WORK TO COMPLETE: Reproduce the data below word for word.

PROVIDED DATA:

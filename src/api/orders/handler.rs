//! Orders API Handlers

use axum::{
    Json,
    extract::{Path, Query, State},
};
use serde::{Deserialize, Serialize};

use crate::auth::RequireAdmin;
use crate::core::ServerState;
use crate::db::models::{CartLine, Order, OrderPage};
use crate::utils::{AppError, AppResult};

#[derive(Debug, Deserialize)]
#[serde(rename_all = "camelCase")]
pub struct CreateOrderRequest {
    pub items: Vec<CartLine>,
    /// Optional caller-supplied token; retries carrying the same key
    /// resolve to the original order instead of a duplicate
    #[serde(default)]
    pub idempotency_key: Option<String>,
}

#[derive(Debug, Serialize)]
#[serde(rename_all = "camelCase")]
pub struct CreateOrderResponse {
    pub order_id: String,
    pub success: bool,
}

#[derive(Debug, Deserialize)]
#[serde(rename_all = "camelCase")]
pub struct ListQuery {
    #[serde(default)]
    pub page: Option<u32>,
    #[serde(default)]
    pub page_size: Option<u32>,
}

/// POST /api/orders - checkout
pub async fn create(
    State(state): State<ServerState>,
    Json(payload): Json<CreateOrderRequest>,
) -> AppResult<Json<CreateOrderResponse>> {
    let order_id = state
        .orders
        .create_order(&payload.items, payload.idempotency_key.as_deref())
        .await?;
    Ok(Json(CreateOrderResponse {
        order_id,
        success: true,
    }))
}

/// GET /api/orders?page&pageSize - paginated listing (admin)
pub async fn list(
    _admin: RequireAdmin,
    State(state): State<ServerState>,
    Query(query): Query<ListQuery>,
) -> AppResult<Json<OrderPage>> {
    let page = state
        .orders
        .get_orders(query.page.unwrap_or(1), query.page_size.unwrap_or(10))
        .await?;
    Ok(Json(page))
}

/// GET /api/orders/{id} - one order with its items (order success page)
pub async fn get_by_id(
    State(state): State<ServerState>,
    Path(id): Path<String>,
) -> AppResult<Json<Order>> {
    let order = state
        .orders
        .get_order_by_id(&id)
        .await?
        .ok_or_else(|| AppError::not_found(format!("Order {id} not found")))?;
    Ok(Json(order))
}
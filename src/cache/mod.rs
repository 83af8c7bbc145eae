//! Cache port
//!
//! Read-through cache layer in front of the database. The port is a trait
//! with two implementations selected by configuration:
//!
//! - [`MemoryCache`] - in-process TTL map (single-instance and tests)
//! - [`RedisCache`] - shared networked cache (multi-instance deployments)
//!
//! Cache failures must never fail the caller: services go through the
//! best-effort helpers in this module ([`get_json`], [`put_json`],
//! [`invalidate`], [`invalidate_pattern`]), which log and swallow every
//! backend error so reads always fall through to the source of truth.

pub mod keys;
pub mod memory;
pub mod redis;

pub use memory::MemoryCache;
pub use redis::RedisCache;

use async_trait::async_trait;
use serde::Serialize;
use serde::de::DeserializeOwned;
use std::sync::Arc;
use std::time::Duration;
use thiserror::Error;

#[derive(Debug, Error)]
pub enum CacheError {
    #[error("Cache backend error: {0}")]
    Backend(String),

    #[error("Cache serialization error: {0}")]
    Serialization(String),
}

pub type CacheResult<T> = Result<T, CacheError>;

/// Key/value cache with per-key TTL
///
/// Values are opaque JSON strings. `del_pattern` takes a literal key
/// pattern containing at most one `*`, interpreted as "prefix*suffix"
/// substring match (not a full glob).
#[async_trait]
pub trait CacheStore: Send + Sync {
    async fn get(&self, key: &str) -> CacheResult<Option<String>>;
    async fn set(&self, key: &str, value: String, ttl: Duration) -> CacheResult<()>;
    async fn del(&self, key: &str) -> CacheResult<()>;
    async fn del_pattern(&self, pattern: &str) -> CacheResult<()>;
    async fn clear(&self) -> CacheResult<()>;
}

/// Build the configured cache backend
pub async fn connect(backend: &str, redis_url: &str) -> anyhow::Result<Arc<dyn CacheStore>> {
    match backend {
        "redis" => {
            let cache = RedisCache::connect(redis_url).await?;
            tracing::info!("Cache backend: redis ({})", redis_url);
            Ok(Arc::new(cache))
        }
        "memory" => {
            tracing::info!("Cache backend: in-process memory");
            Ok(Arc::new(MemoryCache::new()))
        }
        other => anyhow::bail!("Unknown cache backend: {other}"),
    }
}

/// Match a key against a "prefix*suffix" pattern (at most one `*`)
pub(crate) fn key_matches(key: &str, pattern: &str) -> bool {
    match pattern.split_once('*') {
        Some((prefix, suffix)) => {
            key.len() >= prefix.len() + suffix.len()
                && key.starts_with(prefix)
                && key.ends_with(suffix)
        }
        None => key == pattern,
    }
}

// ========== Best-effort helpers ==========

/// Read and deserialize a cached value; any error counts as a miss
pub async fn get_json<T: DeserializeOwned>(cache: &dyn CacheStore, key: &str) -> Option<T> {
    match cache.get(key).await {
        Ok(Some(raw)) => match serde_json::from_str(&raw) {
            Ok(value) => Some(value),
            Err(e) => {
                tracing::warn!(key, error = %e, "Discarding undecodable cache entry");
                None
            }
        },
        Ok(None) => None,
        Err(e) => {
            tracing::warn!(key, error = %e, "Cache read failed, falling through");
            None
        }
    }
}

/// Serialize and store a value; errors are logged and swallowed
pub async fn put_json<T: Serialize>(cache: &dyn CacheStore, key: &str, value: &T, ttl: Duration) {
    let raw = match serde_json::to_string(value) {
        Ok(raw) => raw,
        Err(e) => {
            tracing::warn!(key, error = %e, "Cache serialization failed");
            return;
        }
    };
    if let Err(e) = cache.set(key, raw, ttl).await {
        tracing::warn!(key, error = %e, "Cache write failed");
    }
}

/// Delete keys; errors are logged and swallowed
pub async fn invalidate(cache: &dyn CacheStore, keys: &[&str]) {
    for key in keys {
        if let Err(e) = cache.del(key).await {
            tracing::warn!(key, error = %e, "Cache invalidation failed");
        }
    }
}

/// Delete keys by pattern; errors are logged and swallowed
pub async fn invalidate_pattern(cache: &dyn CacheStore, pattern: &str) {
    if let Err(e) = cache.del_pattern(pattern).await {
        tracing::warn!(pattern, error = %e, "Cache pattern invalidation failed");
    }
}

EXERCISE SOLUTION:
filename src/api/orders/handler.rs
//! Orders API Handlers

use axum::{
    Json,
    extract::{Path, Query, State},
};
use serde::{Deserialize, Serialize};

use crate::auth::RequireAdmin;
use crate::core::ServerState;
use crate::db::models::{CartLine, Order, OrderPage};
use crate::utils::{AppError, AppResult};

#[derive(Debug, Deserialize)]
#[serde(rename_all = "camelCase")]
pub struct CreateOrderRequest {
    pub items: Vec<CartLine>,
    /// Optional caller-supplied token; retries carrying the same key
    /// resolve to the original order instead of a duplicate
    #[serde(default)]
    pub idempotency_key: Option<String>,
}

#[derive(Debug, Serialize)]
#[serde(rename_all = "camelCase")]
pub struct CreateOrderResponse {
    pub order_id: String,
    pub success: bool,
}

#[derive(Debug, Deserialize)]
#[serde(rename_all = "camelCase")]
pub struct ListQuery {
    #[serde(default)]
    pub page: Option<u32>,
    #[serde(default)]
    pub page_size: Option<u32>,
}

/// POST /api/orders - checkout
pub async fn create(
    State(state): State<ServerState>,
    Json(payload): Json<CreateOrderRequest>,
) -> AppResult<Json<CreateOrderResponse>> {
    let order_id = state
        .orders
        .create_order(&payload.items, payload.idempotency_key.as_deref())
        .await?;
    Ok(Json(CreateOrderResponse {
        order_id,
        success: true,
    }))
}

/// GET /api/orders?page&pageSize - paginated listing (admin)
pub async fn list(
    _admin: RequireAdmin,
    State(state): State<ServerState>,
    Query(query): Query<ListQuery>,
) -> AppResult<Json<OrderPage>> {
    let page = state
        .orders
        .get_orders(query.page.unwrap_or(1), query.page_size.unwrap_or(10))
        .await?;
    Ok(Json(page))
}

/// GET /api/orders/{id} - one order with its items (order success page)
pub async fn get_by_id(
    State(state): State<ServerState>,
    Path(id): Path<String>,
) -> AppResult<Json<Order>> {
    let order = state
        .orders
        .get_order_by_id(&id)
        .await?
        .ok_or_else(|| AppError::not_found(format!("Order {id} not found")))?;
    Ok(Json(order))
}
filename src/cache/mod.rs
repository 83af8c7bbc145eae
//! Cache port
//!
//! Read-through cache layer in front of the database. The port is a trait
//! with two implementations selected by configuration:
//!
//! - [`MemoryCache`] - in-process TTL map (single-instance and tests)
//! - [`RedisCache`] - shared networked cache (multi-instance deployments)
//!
//! Cache failures must never fail the caller: services go through the
//! best-effort helpers in this module ([`get_json`], [`put_json`],
//! [`invalidate`], [`invalidate_pattern`]), which log and swallow every
//! backend error so reads always fall through to the source of truth.

pub mod keys;
pub mod memory;
pub mod redis;

pub use memory::MemoryCache;
pub use redis::RedisCache;

use async_trait::async_trait;
use serde::Serialize;
use serde::de::DeserializeOwned;
use std::sync::Arc;
use std::time::Duration;
use thiserror::Error;

#[derive(Debug, Error)]
pub enum CacheError {
    #[error("Cache backend error: {0}")]
    Backend(String),

    #[error("Cache serialization error: {0}")]
    Serialization(String),
}

pub type CacheResult<T> = Result<T, CacheError>;

/// Key/value cache with per-key TTL
///
/// Values are opaque JSON strings. `del_pattern` takes a literal key
/// pattern containing at most one `*`, interpreted as "prefix*suffix"
/// substring match (not a full glob).
#[async_trait]
pub trait CacheStore: Send + Sync {
    async fn get(&self, key: &str) -> CacheResult<Option<String>>;
    async fn set(&self, key: &str, value: String, ttl: Duration) -> CacheResult<()>;
    async fn del(&self, key: &str) -> CacheResult<()>;
    async fn del_pattern(&self, pattern: &str) -> CacheResult<()>;
    async fn clear(&self) -> CacheResult<()>;
}

/// Build the configured cache backend
pub async fn connect(backend: &str, redis_url: &str) -> anyhow::Result<Arc<dyn CacheStore>> {
    match backend {
        "redis" => {
            let cache = RedisCache::connect(redis_url).await?;
            tracing::info!("Cache backend: redis ({})", redis_url);
            Ok(Arc::new(cache))
        }
        "memory" => {
            tracing::info!("Cache backend: in-process memory");
            Ok(Arc::new(MemoryCache::new()))
        }
        other => anyhow::bail!("Unknown cache backend: {other}"),
    }
}

/// Match a key against a "prefix*suffix" pattern (at most one `*`)
pub(crate) fn key_matches(key: &str, pattern: &str) -> bool {
    match pattern.split_once('*') {
        Some((prefix, suffix)) => {
            key.len() >= prefix.len() + suffix.len()
                && key.starts_with(prefix)
                && key.ends_with(suffix)
        }
        None => key == pattern,
    }
}

// ========== Best-effort helpers ==========

/// Read and deserialize a cached value; any error counts as a miss
pub async fn get_json<T: DeserializeOwned>(cache: &dyn CacheStore, key: &str) -> Option<T> {
    match cache.get(key).await {
        Ok(Some(raw)) => match serde_json::from_str(&raw) {
            Ok(value) => Some(value),
            Err(e) => {
                tracing::warn!(key, error = %e, "Discarding undecodable cache entry");
                None
            }
        },
        Ok(None) => None,
        Err(e) => {
            tracing::warn!(key, error = %e, "Cache read failed, falling through");
            None
        }
    }
}

/// Serialize and store a value; errors are logged and swallowed
pub async fn put_json<T: Serialize>(cache: &dyn CacheStore, key: &str, value: &T, ttl: Duration) {
    let raw = match serde_json::to_string(value) {
        Ok(raw) => raw,
        Err(e) => {
            tracing::warn!(key, error = %e, "Cache serialization failed");
            return;
        }
    };
    if let Err(e) = cache.set(key, raw, ttl).await {
        tracing::warn!(key, error = %e, "Cache write failed");
    }
}

/// Delete keys; errors are logged and swallowed
pub async fn invalidate(cache: &dyn CacheStore, keys: &[&str]) {
    for key in keys {
        if let Err(e) = cache.del(key).await {
            tracing::warn!(key, error = %e, "Cache invalidation failed");
        }
    }
}

/// Delete keys by pattern; errors are logged and swallowed
pub async fn invalidate_pattern(cache: &dyn CacheStore, pattern: &str) {
    if let Err(e) = cache.del_pattern(pattern).await {
        tracing::warn!(pattern, error = %e, "Cache pattern invalidation failed");
    }
}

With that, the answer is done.